I think there is a template in the library

 

some key phrases to make it wide ranging:

re account number xyz; zxy

any and all data concerning but not limited to the above accounts, and including but not limited to:

agreements, contracts and the like, and any items considered to be same

statements

etc

 

I am with Silverfox, I belive the relevant act required the NOA to be written by the seller, but I think that if Experto or Varde are contracted to do the NOA as part of the deal, then a judge might accept that they aran agent of MBNA and it is as though MBNA do it. In the same way that if MBNA had a temp who (was employed by an agency) did the NOA, it would be considered that MBNA did the NOA not the agency.
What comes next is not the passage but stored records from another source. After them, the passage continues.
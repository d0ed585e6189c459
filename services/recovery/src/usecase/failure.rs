use chrono::Utc;
use tracing::{info, warn};
use uuid::Uuid;

use busbar_domain::temporality::Temporality;

use crate::domain::repository::{
    AuditSink, BusSender, CausingEventRepository, FailureGroupRepository, FailureRecordRepository,
    ManualTaskDriver, ResendExecutor, RetryPolicy, ScheduledRetryRepository, TaskClient,
    TaskFactory,
};
use crate::domain::types::{CausingEvent, FailureRecord, FailureState, ScheduledRetry};
use crate::error::RecoveryError;
use crate::usecase::group::GroupDeduplicator;
use crate::usecase::replay::EventReplayer;

/// Longest accepted closing reason, in characters.
pub const MAX_CLOSING_REASON_LEN: usize = 1000;

/// The failure state machine.
///
/// Every transition of a failure record runs through here: classification
/// of fresh records, scheduled and manual resends, deletion, and the task
/// operations parked records are re-driven through. Task-system outages
/// never fail a transition; the record stays in its awaiting state and the
/// synchronizer picks it up again.
#[derive(Clone)]
pub struct FailureLifecycle<R, C, S, G, T, K, P, A, B>
where
    R: FailureRecordRepository,
    C: CausingEventRepository,
    S: ScheduledRetryRepository,
    G: FailureGroupRepository,
    T: TaskClient,
    K: TaskFactory,
    P: RetryPolicy,
    A: AuditSink,
    B: BusSender,
{
    pub records: R,
    pub events: C,
    pub retries: S,
    pub groups: GroupDeduplicator<G>,
    pub tasks: T,
    pub task_factory: K,
    pub policy: P,
    pub audit: A,
    pub replayer: EventReplayer<B>,
}

impl<R, C, S, G, T, K, P, A, B> FailureLifecycle<R, C, S, G, T, K, P, A, B>
where
    R: FailureRecordRepository,
    C: CausingEventRepository,
    S: ScheduledRetryRepository,
    G: FailureGroupRepository,
    T: TaskClient,
    K: TaskFactory,
    P: RetryPolicy,
    A: AuditSink,
    B: BusSender,
{
    /// Entry point for a freshly built, not yet persisted record.
    pub async fn accept(
        &self,
        mut record: FailureRecord,
        event: &CausingEvent,
    ) -> Result<(), RecoveryError> {
        match record.temporality {
            Temporality::Temporary => self.classify_temporary(&mut record, event).await,
            // Unclassifiable failures take the conservative path: a human
            // looks at them.
            Temporality::Permanent | Temporality::Unknown => {
                self.classify_permanent(&mut record, event).await
            }
        }
    }

    /// Persist as retry-pending with a scheduled attempt, or hand over to
    /// the permanent path once the retry budget is spent.
    pub async fn classify_temporary(
        &self,
        record: &mut FailureRecord,
        event: &CausingEvent,
    ) -> Result<(), RecoveryError> {
        let now = Utc::now();
        let prior_failures = match event.event_id.as_deref() {
            Some(event_id) => self.records.count_for_causing_event(event_id).await?,
            None => 0,
        };
        let Some(due_at) = self.policy.next_attempt(prior_failures, record, event, now) else {
            info!(
                record_id = %record.id,
                prior_failures,
                "retry budget exhausted, treating failure as permanent"
            );
            return self.classify_permanent(record, event).await;
        };
        record.state = FailureState::RetryPending;
        let retry = ScheduledRetry::new(record.id, due_at, now);
        self.records.insert_with_retry(record, &retry).await?;
        info!(record_id = %record.id, due_at = %due_at, "failure recorded, retry scheduled");
        Ok(())
    }

    /// Persist as awaiting a manual task, grouped by signature, and try to
    /// open the task right away.
    pub async fn classify_permanent(
        &self,
        record: &mut FailureRecord,
        event: &CausingEvent,
    ) -> Result<(), RecoveryError> {
        record.state = FailureState::AwaitingManualTask;
        record.group_id = self.groups.assign(record, event).await?;
        self.records.insert(record).await?;
        info!(record_id = %record.id, group_id = ?record.group_id, "failure recorded for manual handling");
        self.open_manual_task_inner(record).await
    }

    /// Operator-triggered resend, allowed in the three live states.
    pub async fn manual_resend(&self, id: Uuid) -> Result<(), RecoveryError> {
        let mut record = self
            .records
            .find_by_id(id)
            .await?
            .ok_or(RecoveryError::RecordNotFound)?;
        if !matches!(
            record.state,
            FailureState::RetryPending
                | FailureState::AwaitingManualTask
                | FailureState::OpenManualTask
        ) {
            return Err(RecoveryError::NotRetryable(record.state));
        }
        let event = self.causing_event(record.causing_event_id).await?;
        self.replayer.replay(&record, &event).await?;
        self.audit.log_resend(&record).await;
        if record.state == FailureState::RetryPending {
            // The manual resend supersedes whatever was scheduled.
            self.retries.cancel_for_record(record.id).await?;
        }
        self.mark_retried(&mut record).await
    }

    /// Advance a record after its causing message was put back on the bus.
    pub async fn mark_retried(&self, record: &mut FailureRecord) -> Result<(), RecoveryError> {
        match record.state {
            FailureState::RetryPending => {
                record.state = FailureState::RetriedAfterTemporary;
                self.records.update(record).await?;
                Ok(())
            }
            FailureState::AwaitingManualTask => {
                record.state = FailureState::RetriedAfterPermanent;
                self.records.update(record).await?;
                Ok(())
            }
            FailureState::OpenManualTask => {
                record.state = FailureState::AwaitingTaskClose;
                self.records.update(record).await?;
                self.close_manual_task_inner(record).await
            }
            // A resend can land while a task deletion is still parked on
            // the task system; the declared temporality decides where the
            // record ends up.
            FailureState::AwaitingTaskDelete => {
                record.state = match record.temporality {
                    Temporality::Temporary => FailureState::RetriedAfterTemporary,
                    Temporality::Permanent => FailureState::RetriedAfterPermanent,
                    Temporality::Unknown => {
                        return Err(RecoveryError::NotRetryable(FailureState::AwaitingTaskDelete));
                    }
                };
                self.records.update(record).await?;
                Ok(())
            }
            other => Err(RecoveryError::NotRetryable(other)),
        }
    }

    /// Close a failure without resending it.
    pub async fn delete(&self, id: Uuid, reason: Option<&str>) -> Result<(), RecoveryError> {
        let reason = reason.map(str::trim).filter(|r| !r.is_empty());
        if let Some(reason) = reason {
            if reason.chars().count() > MAX_CLOSING_REASON_LEN {
                return Err(RecoveryError::Validation(format!(
                    "closing reason exceeds {MAX_CLOSING_REASON_LEN} characters"
                )));
            }
        }
        let mut record = self
            .records
            .find_by_id(id)
            .await?
            .ok_or(RecoveryError::RecordNotFound)?;
        record.closing_reason = reason.map(str::to_owned);
        match record.state {
            FailureState::RetryPending => {
                self.retries.cancel_for_record(record.id).await?;
                record.state = FailureState::Closed;
                self.records.update(&mut record).await?;
                self.audit.log_delete(&record).await;
                info!(record_id = %record.id, "failure closed, retry cancelled");
                Ok(())
            }
            FailureState::AwaitingManualTask => {
                record.state = FailureState::Closed;
                self.records.update(&mut record).await?;
                self.audit.log_delete(&record).await;
                info!(record_id = %record.id, "failure closed");
                Ok(())
            }
            FailureState::OpenManualTask => {
                record.state = FailureState::AwaitingTaskDelete;
                self.records.update(&mut record).await?;
                self.audit.log_delete(&record).await;
                self.delete_manual_task_inner(&mut record).await
            }
            other => Err(RecoveryError::NotDeletable(other)),
        }
    }

    async fn open_manual_task_inner(&self, record: &mut FailureRecord) -> Result<(), RecoveryError> {
        if record.state != FailureState::AwaitingManualTask {
            return Err(RecoveryError::TaskPrecondition {
                expected: FailureState::AwaitingManualTask,
                actual: record.state,
            });
        }
        let event = self.causing_event(record.causing_event_id).await?;
        let descriptor = self.task_factory.describe(record, &event);
        match self.tasks.create_task(&descriptor).await {
            Ok(task_id) => {
                record.task_id = Some(task_id);
                record.state = FailureState::OpenManualTask;
                self.records.update(record).await?;
                info!(record_id = %record.id, task_id = %task_id, "opened manual task");
                Ok(())
            }
            Err(err) => {
                warn!(
                    record_id = %record.id,
                    error = %err,
                    "task system unavailable, record stays parked"
                );
                Ok(())
            }
        }
    }

    async fn close_manual_task_inner(
        &self,
        record: &mut FailureRecord,
    ) -> Result<(), RecoveryError> {
        if record.state != FailureState::AwaitingTaskClose {
            return Err(RecoveryError::TaskPrecondition {
                expected: FailureState::AwaitingTaskClose,
                actual: record.state,
            });
        }
        let Some(task_id) = record.task_id else {
            return Err(RecoveryError::Internal(anyhow::anyhow!(
                "record {} awaits a task close but has no task id",
                record.id
            )));
        };
        match self.tasks.close_task(task_id).await {
            Ok(()) => {
                record.state = FailureState::RetriedAfterPermanent;
                self.records.update(record).await?;
                info!(record_id = %record.id, task_id = %task_id, "closed manual task");
                Ok(())
            }
            Err(err) => {
                warn!(
                    record_id = %record.id,
                    error = %err,
                    "task system unavailable, close stays pending"
                );
                Ok(())
            }
        }
    }

    async fn delete_manual_task_inner(
        &self,
        record: &mut FailureRecord,
    ) -> Result<(), RecoveryError> {
        if record.state != FailureState::AwaitingTaskDelete {
            return Err(RecoveryError::TaskPrecondition {
                expected: FailureState::AwaitingTaskDelete,
                actual: record.state,
            });
        }
        let Some(task_id) = record.task_id else {
            return Err(RecoveryError::Internal(anyhow::anyhow!(
                "record {} awaits a task delete but has no task id",
                record.id
            )));
        };
        match self.tasks.close_task(task_id).await {
            Ok(()) => {
                record.state = FailureState::Closed;
                self.records.update(record).await?;
                info!(record_id = %record.id, task_id = %task_id, "closed task after deletion");
                Ok(())
            }
            Err(err) => {
                warn!(
                    record_id = %record.id,
                    error = %err,
                    "task system unavailable, task delete stays pending"
                );
                Ok(())
            }
        }
    }

    async fn causing_event(&self, id: Uuid) -> Result<CausingEvent, RecoveryError> {
        self.events.find_by_id(id).await?.ok_or_else(|| {
            RecoveryError::Internal(anyhow::anyhow!("causing event {id} missing for stored record"))
        })
    }
}

impl<R, C, S, G, T, K, P, A, B> ResendExecutor for FailureLifecycle<R, C, S, G, T, K, P, A, B>
where
    R: FailureRecordRepository,
    C: CausingEventRepository,
    S: ScheduledRetryRepository,
    G: FailureGroupRepository,
    T: TaskClient,
    K: TaskFactory,
    P: RetryPolicy,
    A: AuditSink,
    B: BusSender,
{
    /// Run one claimed retry job.
    ///
    /// The job is resolved exactly once no matter the outcome; a failed
    /// replay chains a fresh record through temporary classification so
    /// the backoff keeps growing.
    async fn scheduled_resend(&self, job: &ScheduledRetry) -> Result<(), RecoveryError> {
        let now = Utc::now();
        let Some(mut record) = self.records.find_by_id(job.failure_record_id).await? else {
            warn!(job_id = %job.id, "retry job without a record, resolving");
            self.retries.resolve(job.id, now).await?;
            return Ok(());
        };
        if record.state != FailureState::RetryPending {
            // Resolved through another path since scheduling; nothing to do.
            self.retries.resolve(job.id, now).await?;
            return Ok(());
        }
        let event = self.causing_event(record.causing_event_id).await?;
        match self.replayer.replay(&record, &event).await {
            Ok(()) => {
                self.mark_retried(&mut record).await?;
                self.retries.resolve(job.id, now).await?;
                Ok(())
            }
            Err(err) => {
                warn!(
                    record_id = %record.id,
                    error = %err,
                    "scheduled replay failed, chaining a new attempt"
                );
                // The attempt happened; the job is done either way.
                self.retries.resolve(job.id, now).await?;
                let mut chained = record.clone_for_retry(now);
                self.classify_temporary(&mut chained, &event).await
            }
        }
    }
}

impl<R, C, S, G, T, K, P, A, B> ManualTaskDriver for FailureLifecycle<R, C, S, G, T, K, P, A, B>
where
    R: FailureRecordRepository,
    C: CausingEventRepository,
    S: ScheduledRetryRepository,
    G: FailureGroupRepository,
    T: TaskClient,
    K: TaskFactory,
    P: RetryPolicy,
    A: AuditSink,
    B: BusSender,
{
    async fn open_manual_task(&self, record: &mut FailureRecord) -> Result<(), RecoveryError> {
        self.open_manual_task_inner(record).await
    }

    async fn close_manual_task(&self, record: &mut FailureRecord) -> Result<(), RecoveryError> {
        self.close_manual_task_inner(record).await
    }

    async fn delete_manual_task(&self, record: &mut FailureRecord) -> Result<(), RecoveryError> {
        self.delete_manual_task_inner(record).await
    }
}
A grey area, but not specially important. The NOA actually doen't make any differnce to you. Its purpose is to make sure that the debt is paid to the right person. If a NOA isnt issued, you should continue to pay the original lender, the new lender then has to get the money off the old one. If a NOA IS issued, and yu pay the old lender, your debt is still with the new one, and if the old one doesnt pass the money on, you have to get the money back of the old lender, and still pay the new one! As youre most likely not paying the debt in full anyway, it most likely doesn't make much difference.

 

Lookig at the Default Notice, it looks like the bit in bold is incorrect. The bit that is underlined " DO NOT" should be more prominent than the rest of that statement, but it looks like the whole statement is the same.

 

Yours looks similar to the situation a few of us had last year, and a thread in the last week or so - perhaps this is part of an annual clear out by MBNA.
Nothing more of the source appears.